В вершине прекрасного источника имеется маленькая буддийская часовня, где в летнее время ламы молятся об изобилии влаги, от которой почти исключительно и зависит степень урожая. В гущине кустарников, окаймляющих источник, мы нынче впервые встретили саксаульных воробьев (Passer ammodendri), а также и светлых стренаток (Emberiza pyrrhuloides). В ближайшей окрестности держались кроме того большие соколы и орлы; эти два вида хищников успешно преследовали степных больдуруков, которых в этой долине было поразительное обилие. Чуть только блеснут на востоке первые лучи солнца, как больдуруки уже дают о себе знать либо своим характерным криком нэк-трооо... нэк-трооо... либо звучным, резким шумом крыльев во время их быстрого полета. Но вот выкатилось солнце из-за отдаленных холмов и медленно поднимается над ними, в воздухе прозрачно и тихо; посмотрите теперь внимательно в любую из сторон горизонта и везде вы непременно увидите интересные линейные движения больдуруков то ниже над землею и ближе к вам, то выше [55] и подальше от вас; в то же самое время раздаются знакомые шум и голоса этих оригинальных птиц. Словно порыв бури налетает на путника каждый раз, когда проносится над его головой развернутый строй этих характерных птиц пустыни, быстро затем исчезающий в широкой дали. Часам к 10 утра лёт пернатых странников прекращается, возобновляясь только вечером или следующим утром. Одни больдуруки перемещались без соблюдения определенного направления, другие же пролетали исключительно в восточно-юго-восточном направлении с целью вероятно эмигрировать в пески Ордоса.

Поручив В. Ф. Ладыгину налегке съездить в область солончаков и произвести детальную съёмку озёрной котловины, экспедиция направилась к восточной окраине озера Шаргин-цаган-нор, где решено было простоять два дня, в урочище Цзак-обо, среди пышной растительности нижнего течения речки, впадающей в озеро. Здесь уже высота местности выразилась в 3 180 футов (970 м) над уровнем моря.
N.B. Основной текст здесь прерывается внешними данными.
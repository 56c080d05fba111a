use chrono::{DateTime, Utc};
use serde::{Deserialize, Serialize};
use std::collections::HashMap;

pub mod event;
pub mod logging;

pub use event::{EventBus, PulseEvent};

// ============================================================================
// Channels & Addressing
// ============================================================================

/// Delivery medium for an outbound notification.
#[derive(Debug, Clone, Copy, PartialEq, Eq, Hash, Serialize, Deserialize)]
#[serde(rename_all = "lowercase")]
pub enum ChannelType {
    Email,
    Sms,
    Push,
}

impl std::fmt::Display for ChannelType {
    fn fmt(&self, f: &mut std::fmt::Formatter<'_>) -> std::fmt::Result {
        match self {
            ChannelType::Email => write!(f, "email"),
            ChannelType::Sms => write!(f, "sms"),
            ChannelType::Push => write!(f, "push"),
        }
    }
}

/// Notification priority. High and Critical demand acknowledgment on the
/// realtime channel.
#[derive(Debug, Clone, Copy, PartialEq, Eq, PartialOrd, Ord, Hash, Serialize, Deserialize)]
#[serde(rename_all = "lowercase")]
pub enum Priority {
    Low,
    Normal,
    High,
    Critical,
}

/// Channel-specific addressing for a delivery target.
#[derive(Debug, Clone, PartialEq, Eq, Hash, Serialize, Deserialize)]
#[serde(tag = "kind", content = "value", rename_all = "lowercase")]
pub enum Address {
    Email(String),
    Phone(String),
}

impl Address {
    pub fn channel(&self) -> ChannelType {
        match self {
            Address::Email(_) => ChannelType::Email,
            Address::Phone(_) => ChannelType::Sms,
        }
    }

    pub fn as_str(&self) -> &str {
        match self {
            Address::Email(s) | Address::Phone(s) => s,
        }
    }
}

impl std::fmt::Display for Address {
    fn fmt(&self, f: &mut std::fmt::Formatter<'_>) -> std::fmt::Result {
        write!(f, "{}", self.as_str())
    }
}

// ============================================================================
// Delivery Types
// ============================================================================

/// A single outbound delivery, already rendered and authorized upstream.
#[derive(Debug, Clone, Serialize, Deserialize)]
#[serde(rename_all = "camelCase")]
pub struct DeliveryRequest {
    pub recipient: Address,
    pub subject: Option<String>,
    pub body: String,
    pub priority: Priority,
    #[serde(default)]
    pub metadata: HashMap<String, String>,
}

impl DeliveryRequest {
    pub fn new(recipient: Address, body: impl Into<String>) -> Self {
        Self {
            recipient,
            subject: None,
            body: body.into(),
            priority: Priority::Normal,
            metadata: HashMap::new(),
        }
    }

    pub fn with_subject(mut self, subject: impl Into<String>) -> Self {
        self.subject = Some(subject.into());
        self
    }

    pub fn with_priority(mut self, priority: Priority) -> Self {
        self.priority = priority;
        self
    }
}

/// Outcome of a single delivery attempt through the manager.
#[derive(Debug, Clone, Serialize, Deserialize)]
#[serde(rename_all = "camelCase")]
pub struct DeliveryResult {
    pub success: bool,
    pub provider_id: String,
    pub external_message_id: Option<String>,
    pub cost_cents: u32,
    pub fallback_used: bool,
    pub error: Option<String>,
}

/// Rendered content shared by every target of a bulk delivery.
#[derive(Debug, Clone, Serialize, Deserialize)]
#[serde(rename_all = "camelCase")]
pub struct BulkPayload {
    pub subject: Option<String>,
    pub body: String,
    pub priority: Priority,
    #[serde(default)]
    pub metadata: HashMap<String, String>,
}

impl BulkPayload {
    pub fn new(body: impl Into<String>) -> Self {
        Self {
            subject: None,
            body: body.into(),
            priority: Priority::Normal,
            metadata: HashMap::new(),
        }
    }

    /// Expand this payload into a single-target delivery request.
    pub fn to_request(&self, recipient: Address) -> DeliveryRequest {
        DeliveryRequest {
            recipient,
            subject: self.subject.clone(),
            body: self.body.clone(),
            priority: self.priority,
            metadata: self.metadata.clone(),
        }
    }
}

/// Per-target outcome inside a bulk delivery.
#[derive(Debug, Clone, Serialize, Deserialize)]
#[serde(rename_all = "camelCase")]
pub struct BulkOutcome {
    pub recipient: Address,
    pub success: bool,
    pub provider_id: Option<String>,
    pub error: Option<String>,
}

/// Aggregate result of a bulk delivery. Partial failures never abort the
/// bulk; they are captured per target here.
#[derive(Debug, Clone, Serialize, Deserialize)]
#[serde(rename_all = "camelCase")]
pub struct BulkDeliveryReport {
    pub total: usize,
    pub delivered: usize,
    pub failed: usize,
    pub total_cost_cents: u64,
    pub outcomes: Vec<BulkOutcome>,
}

// ============================================================================
// Webhook Tracking Types
// ============================================================================

/// Delivery-status event reported asynchronously by a provider.
#[derive(Debug, Clone, Copy, PartialEq, Eq, Serialize, Deserialize)]
#[serde(rename_all = "lowercase")]
pub enum DeliveryEvent {
    Queued,
    Sent,
    Delivered,
    Bounced,
    Failed,
}

/// Asynchronous delivery-status callback from the provider side.
#[derive(Debug, Clone, Serialize, Deserialize)]
#[serde(rename_all = "camelCase")]
pub struct WebhookEvent {
    pub provider_id: String,
    pub external_message_id: String,
    pub event: DeliveryEvent,
    pub timestamp: DateTime<Utc>,
    pub recipient: Option<String>,
}

// ============================================================================
// Realtime Types
// ============================================================================

/// Role group a connected user belongs to.
#[derive(Debug, Clone, Copy, PartialEq, Eq, Hash, Serialize, Deserialize)]
#[serde(rename_all = "lowercase")]
pub enum Role {
    Patient,
    Doctor,
    Pharmacy,
    Admin,
}

impl std::fmt::Display for Role {
    fn fmt(&self, f: &mut std::fmt::Formatter<'_>) -> std::fmt::Result {
        match self {
            Role::Patient => write!(f, "patient"),
            Role::Doctor => write!(f, "doctor"),
            Role::Pharmacy => write!(f, "pharmacy"),
            Role::Admin => write!(f, "admin"),
        }
    }
}

/// Payload pushed to a realtime recipient.
#[derive(Debug, Clone, Serialize, Deserialize)]
#[serde(rename_all = "camelCase")]
pub struct Notification {
    pub id: String,
    pub category: String,
    pub title: String,
    pub body: String,
    pub priority: Priority,
    pub created_at: DateTime<Utc>,
    #[serde(default)]
    pub metadata: HashMap<String, String>,
}

impl Notification {
    pub fn new(
        category: impl Into<String>,
        title: impl Into<String>,
        body: impl Into<String>,
        priority: Priority,
    ) -> Self {
        Self {
            id: uuid::Uuid::new_v4().to_string(),
            category: category.into(),
            title: title.into(),
            body: body.into(),
            priority,
            created_at: Utc::now(),
            metadata: HashMap::new(),
        }
    }

    /// Whether delivery of this notification demands an acknowledgment.
    pub fn requires_ack(&self) -> bool {
        self.priority >= Priority::High
    }
}

// ============================================================================
// Observability Snapshots
// ============================================================================

/// Read-only view of a provider's health record.
#[derive(Debug, Clone, Serialize, Deserialize)]
#[serde(rename_all = "camelCase")]
pub struct ProviderHealthSnapshot {
    pub provider_id: String,
    pub healthy: bool,
    pub consecutive_failures: u32,
    pub total_success: u64,
    pub total_failure: u64,
    pub success_rate: f64,
    pub last_success: Option<DateTime<Utc>>,
    pub last_failure: Option<DateTime<Utc>>,
}

/// Per-provider delivery statistics fed by webhook callbacks.
#[derive(Debug, Clone, Default, Serialize, Deserialize)]
#[serde(rename_all = "camelCase")]
pub struct ProviderStatsSnapshot {
    pub provider_id: String,
    pub queued: u64,
    pub sent: u64,
    pub delivered: u64,
    pub bounced: u64,
    pub failed: u64,
}

/// Per-provider spend tracking.
#[derive(Debug, Clone, Default, Serialize, Deserialize)]
#[serde(rename_all = "camelCase")]
pub struct CostSnapshot {
    pub provider_id: String,
    pub messages_sent: u64,
    pub total_cost_cents: u64,
}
Обширная шаргинцаганнорская котловина, самой природой предназначенная для хранения огромного бассейна, по всему вероятию была некогда заполнена большим озером, следы которого нагляднее всего выражаются солончаками и ближайшими к ним горизонтальными наслоениями известковатой глины. Характерную особенность представляют между прочим и пески, протянувшиеся по берегу озера в виде длинного, до шести верст невысокого закругленного вала, местами поросшего тамариксом.
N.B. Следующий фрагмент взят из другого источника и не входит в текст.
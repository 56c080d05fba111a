//! PulseNotify Delivery - multi-provider notification delivery
//!
//! Provides:
//! - `DeliveryManager`: per-channel provider pool with priority selection,
//!   one-hop failover and role switching
//! - `ProviderHealthTracker`: consecutive-failure health records
//! - `ProviderRateLimiter`: per-second and per-day send ceilings
//! - Transport adapters for HTTP/webhook and SMTP providers

pub mod error;
pub mod health;
pub mod manager;
pub mod provider;
pub mod rate_limit;
pub mod transport;

pub use error::{DeliveryError, Result};
pub use health::{HealthTransition, ProviderHealthTracker, UNHEALTHY_THRESHOLD};
pub use manager::{DeliveryManager, MIN_SWITCH_SAMPLES};
pub use provider::{validate_address, Provider, ProviderTransport, TransportError, TransportReceipt};
pub use rate_limit::{ProviderRateLimiter, RateWindow};
pub use transport::{HttpWebhookTransport, SmtpTransport};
В наше там пребывание озеро Шаргин-цаган-нор стояло совершенно сухое, без воды, открыв солончаки до 50 вёрст в окружности. Вся же вода, приносимая летом рекою Шаргин-гол, разбирается оросительными канавами для поливки полей, расположенных на юго-восточном, прилежащем к солончакам береговом пространстве, и только теперь, осенью, за ненадобностью, начинает скопляться в низовье русла и понемногу прикрывать оголенное дно озера, где зимою образуется ледяная толща.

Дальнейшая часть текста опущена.